◆ **What you are asked to do**
Below are records; reply with nothing but the number of lines in them that contain "HashSet".

◆ **Given information**

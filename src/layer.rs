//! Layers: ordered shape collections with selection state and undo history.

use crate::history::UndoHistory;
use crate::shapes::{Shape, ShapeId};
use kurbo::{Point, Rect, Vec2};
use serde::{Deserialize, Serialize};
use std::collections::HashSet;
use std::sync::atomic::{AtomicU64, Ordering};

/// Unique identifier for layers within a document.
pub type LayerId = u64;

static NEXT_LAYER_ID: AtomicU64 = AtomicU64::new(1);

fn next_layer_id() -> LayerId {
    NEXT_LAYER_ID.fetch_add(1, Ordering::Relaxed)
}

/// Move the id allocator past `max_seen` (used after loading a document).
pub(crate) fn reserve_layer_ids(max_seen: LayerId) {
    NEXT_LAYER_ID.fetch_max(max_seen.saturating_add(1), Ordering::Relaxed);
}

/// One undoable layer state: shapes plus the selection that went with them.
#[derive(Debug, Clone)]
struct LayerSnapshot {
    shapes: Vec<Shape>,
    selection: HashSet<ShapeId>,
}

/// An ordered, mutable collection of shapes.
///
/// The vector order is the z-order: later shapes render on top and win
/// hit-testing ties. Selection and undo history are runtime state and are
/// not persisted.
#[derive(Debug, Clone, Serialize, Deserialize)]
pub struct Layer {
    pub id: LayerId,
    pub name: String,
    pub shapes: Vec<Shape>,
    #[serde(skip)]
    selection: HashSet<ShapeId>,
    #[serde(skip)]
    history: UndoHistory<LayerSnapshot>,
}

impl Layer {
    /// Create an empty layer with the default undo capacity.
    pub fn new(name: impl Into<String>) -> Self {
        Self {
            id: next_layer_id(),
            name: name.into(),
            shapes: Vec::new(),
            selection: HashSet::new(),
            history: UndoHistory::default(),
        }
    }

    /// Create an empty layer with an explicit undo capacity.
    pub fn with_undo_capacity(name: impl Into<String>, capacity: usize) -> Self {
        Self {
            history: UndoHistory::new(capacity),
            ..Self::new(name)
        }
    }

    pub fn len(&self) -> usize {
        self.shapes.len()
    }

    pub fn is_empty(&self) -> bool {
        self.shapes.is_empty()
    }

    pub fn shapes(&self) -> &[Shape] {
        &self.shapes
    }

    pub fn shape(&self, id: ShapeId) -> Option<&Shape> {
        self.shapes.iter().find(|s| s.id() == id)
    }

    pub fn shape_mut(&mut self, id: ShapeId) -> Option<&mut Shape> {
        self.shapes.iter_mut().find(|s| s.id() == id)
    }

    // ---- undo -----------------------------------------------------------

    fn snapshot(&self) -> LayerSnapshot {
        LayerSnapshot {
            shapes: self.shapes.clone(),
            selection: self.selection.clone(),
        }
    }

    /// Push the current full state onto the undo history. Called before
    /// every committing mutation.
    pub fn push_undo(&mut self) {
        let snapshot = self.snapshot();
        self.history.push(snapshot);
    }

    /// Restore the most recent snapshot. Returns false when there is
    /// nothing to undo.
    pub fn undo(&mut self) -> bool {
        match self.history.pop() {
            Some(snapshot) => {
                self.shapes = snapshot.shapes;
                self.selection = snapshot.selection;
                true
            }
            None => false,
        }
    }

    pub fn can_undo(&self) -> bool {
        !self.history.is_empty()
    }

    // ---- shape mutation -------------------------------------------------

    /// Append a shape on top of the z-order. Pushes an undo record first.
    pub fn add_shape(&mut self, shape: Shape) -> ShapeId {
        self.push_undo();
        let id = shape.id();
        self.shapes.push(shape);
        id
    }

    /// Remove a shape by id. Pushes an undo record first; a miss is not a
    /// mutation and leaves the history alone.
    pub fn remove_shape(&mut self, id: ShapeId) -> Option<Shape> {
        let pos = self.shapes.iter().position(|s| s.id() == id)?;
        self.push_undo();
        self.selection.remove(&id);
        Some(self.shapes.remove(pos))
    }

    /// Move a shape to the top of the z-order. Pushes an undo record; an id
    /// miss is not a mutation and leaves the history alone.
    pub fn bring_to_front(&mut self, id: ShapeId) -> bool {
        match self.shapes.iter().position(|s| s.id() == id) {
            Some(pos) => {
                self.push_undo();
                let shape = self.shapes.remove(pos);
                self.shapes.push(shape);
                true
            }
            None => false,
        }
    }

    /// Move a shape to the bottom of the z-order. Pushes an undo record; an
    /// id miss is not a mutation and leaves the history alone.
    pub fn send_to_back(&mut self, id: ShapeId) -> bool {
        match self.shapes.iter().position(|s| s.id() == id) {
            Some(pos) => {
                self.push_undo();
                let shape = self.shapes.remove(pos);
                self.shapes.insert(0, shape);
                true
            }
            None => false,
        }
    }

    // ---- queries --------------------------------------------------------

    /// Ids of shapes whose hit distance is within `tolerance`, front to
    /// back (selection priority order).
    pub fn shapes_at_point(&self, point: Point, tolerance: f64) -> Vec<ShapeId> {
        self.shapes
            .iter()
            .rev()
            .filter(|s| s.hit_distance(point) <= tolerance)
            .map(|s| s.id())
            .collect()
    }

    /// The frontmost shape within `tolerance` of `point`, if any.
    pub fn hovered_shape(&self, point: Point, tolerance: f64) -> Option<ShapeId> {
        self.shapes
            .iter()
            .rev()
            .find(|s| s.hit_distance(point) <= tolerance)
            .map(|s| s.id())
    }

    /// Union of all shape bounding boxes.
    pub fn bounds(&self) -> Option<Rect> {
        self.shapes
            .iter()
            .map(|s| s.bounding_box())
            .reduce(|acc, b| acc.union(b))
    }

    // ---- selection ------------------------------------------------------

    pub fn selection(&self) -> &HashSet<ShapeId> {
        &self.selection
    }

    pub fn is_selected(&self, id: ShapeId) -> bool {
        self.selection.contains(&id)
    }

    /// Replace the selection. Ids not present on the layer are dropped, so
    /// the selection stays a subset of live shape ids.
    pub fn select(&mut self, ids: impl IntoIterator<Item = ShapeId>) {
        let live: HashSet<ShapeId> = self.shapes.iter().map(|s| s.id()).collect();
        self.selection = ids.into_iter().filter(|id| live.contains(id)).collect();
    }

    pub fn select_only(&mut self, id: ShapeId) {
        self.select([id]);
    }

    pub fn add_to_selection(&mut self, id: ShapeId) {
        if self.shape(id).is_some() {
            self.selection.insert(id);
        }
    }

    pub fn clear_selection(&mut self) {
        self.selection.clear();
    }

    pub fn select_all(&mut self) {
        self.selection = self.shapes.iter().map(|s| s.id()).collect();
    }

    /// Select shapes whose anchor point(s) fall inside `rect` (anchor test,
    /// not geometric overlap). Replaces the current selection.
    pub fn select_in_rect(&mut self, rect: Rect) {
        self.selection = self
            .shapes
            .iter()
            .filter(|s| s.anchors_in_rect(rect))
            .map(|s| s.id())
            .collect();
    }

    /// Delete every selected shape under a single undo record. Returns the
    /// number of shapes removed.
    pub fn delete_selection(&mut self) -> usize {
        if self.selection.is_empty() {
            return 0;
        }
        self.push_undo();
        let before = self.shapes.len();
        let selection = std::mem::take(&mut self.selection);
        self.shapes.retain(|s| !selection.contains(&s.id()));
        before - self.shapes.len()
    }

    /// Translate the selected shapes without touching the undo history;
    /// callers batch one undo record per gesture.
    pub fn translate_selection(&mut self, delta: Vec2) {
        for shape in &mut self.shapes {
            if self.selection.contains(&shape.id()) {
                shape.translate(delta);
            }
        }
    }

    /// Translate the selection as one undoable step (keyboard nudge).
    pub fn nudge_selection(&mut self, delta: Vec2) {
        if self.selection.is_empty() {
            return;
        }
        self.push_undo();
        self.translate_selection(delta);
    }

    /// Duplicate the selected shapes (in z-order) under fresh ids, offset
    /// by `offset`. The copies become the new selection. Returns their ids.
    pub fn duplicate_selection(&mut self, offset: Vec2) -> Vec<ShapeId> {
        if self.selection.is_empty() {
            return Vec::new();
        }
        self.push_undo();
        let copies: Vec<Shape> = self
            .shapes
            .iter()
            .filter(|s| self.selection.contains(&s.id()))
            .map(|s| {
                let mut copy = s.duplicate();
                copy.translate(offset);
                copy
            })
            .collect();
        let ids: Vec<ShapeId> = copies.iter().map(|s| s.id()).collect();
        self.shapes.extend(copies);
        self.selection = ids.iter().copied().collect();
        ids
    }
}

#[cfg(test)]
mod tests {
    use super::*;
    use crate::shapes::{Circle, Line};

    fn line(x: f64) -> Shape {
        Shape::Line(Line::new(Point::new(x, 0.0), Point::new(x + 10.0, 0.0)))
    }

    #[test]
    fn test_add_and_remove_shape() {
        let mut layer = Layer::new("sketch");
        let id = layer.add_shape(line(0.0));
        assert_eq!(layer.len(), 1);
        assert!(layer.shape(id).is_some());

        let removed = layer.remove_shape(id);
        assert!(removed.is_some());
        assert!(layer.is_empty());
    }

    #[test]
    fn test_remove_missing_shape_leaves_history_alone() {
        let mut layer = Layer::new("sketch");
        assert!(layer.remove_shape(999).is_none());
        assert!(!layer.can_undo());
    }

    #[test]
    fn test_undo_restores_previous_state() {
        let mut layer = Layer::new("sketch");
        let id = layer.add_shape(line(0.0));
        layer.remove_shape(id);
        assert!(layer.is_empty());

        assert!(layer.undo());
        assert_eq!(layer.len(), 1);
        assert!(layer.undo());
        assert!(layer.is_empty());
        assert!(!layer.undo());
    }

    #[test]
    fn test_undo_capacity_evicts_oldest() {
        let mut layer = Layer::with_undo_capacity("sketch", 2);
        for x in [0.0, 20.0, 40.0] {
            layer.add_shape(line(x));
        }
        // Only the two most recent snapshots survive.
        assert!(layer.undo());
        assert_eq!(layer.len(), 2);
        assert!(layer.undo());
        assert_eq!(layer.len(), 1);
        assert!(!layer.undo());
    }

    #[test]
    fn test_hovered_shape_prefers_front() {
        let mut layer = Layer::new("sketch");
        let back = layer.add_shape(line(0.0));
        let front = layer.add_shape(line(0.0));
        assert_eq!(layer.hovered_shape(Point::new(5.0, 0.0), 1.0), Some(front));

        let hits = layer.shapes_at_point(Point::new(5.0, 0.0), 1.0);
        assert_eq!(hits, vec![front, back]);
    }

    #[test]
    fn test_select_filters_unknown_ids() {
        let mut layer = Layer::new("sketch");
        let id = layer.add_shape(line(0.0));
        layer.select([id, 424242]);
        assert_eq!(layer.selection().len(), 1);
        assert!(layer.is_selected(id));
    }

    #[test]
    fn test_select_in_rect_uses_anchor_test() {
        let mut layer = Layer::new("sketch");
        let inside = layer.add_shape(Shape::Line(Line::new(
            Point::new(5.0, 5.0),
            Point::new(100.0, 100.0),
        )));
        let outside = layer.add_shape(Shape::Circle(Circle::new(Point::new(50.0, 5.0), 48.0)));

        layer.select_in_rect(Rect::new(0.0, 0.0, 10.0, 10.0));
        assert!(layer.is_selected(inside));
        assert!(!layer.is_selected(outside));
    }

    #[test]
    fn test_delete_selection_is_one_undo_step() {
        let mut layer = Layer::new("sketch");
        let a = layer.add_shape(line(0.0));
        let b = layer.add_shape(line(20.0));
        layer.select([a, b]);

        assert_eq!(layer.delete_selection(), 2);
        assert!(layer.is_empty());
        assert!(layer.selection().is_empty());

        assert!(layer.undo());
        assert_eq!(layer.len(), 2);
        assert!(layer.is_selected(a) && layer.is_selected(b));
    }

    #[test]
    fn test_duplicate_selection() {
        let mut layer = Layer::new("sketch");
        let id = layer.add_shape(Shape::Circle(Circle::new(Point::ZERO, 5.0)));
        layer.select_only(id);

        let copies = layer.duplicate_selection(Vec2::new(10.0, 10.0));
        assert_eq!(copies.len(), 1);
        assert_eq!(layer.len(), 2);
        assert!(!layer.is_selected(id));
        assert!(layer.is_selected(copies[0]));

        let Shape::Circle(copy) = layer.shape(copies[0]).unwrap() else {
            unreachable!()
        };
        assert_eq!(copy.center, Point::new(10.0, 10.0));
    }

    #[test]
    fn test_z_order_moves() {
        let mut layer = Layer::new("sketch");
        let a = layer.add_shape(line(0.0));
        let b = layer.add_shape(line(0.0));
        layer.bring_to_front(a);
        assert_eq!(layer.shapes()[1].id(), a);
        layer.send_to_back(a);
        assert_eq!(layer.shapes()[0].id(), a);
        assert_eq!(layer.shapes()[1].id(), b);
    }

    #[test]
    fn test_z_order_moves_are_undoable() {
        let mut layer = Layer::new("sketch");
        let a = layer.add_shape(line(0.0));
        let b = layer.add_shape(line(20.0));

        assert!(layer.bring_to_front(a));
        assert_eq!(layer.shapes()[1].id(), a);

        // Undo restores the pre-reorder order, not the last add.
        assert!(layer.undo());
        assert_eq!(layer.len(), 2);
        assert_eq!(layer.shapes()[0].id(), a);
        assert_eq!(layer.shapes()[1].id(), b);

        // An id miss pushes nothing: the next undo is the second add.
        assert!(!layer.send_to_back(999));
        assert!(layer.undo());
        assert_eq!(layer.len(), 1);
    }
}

◆ **Finished task**
6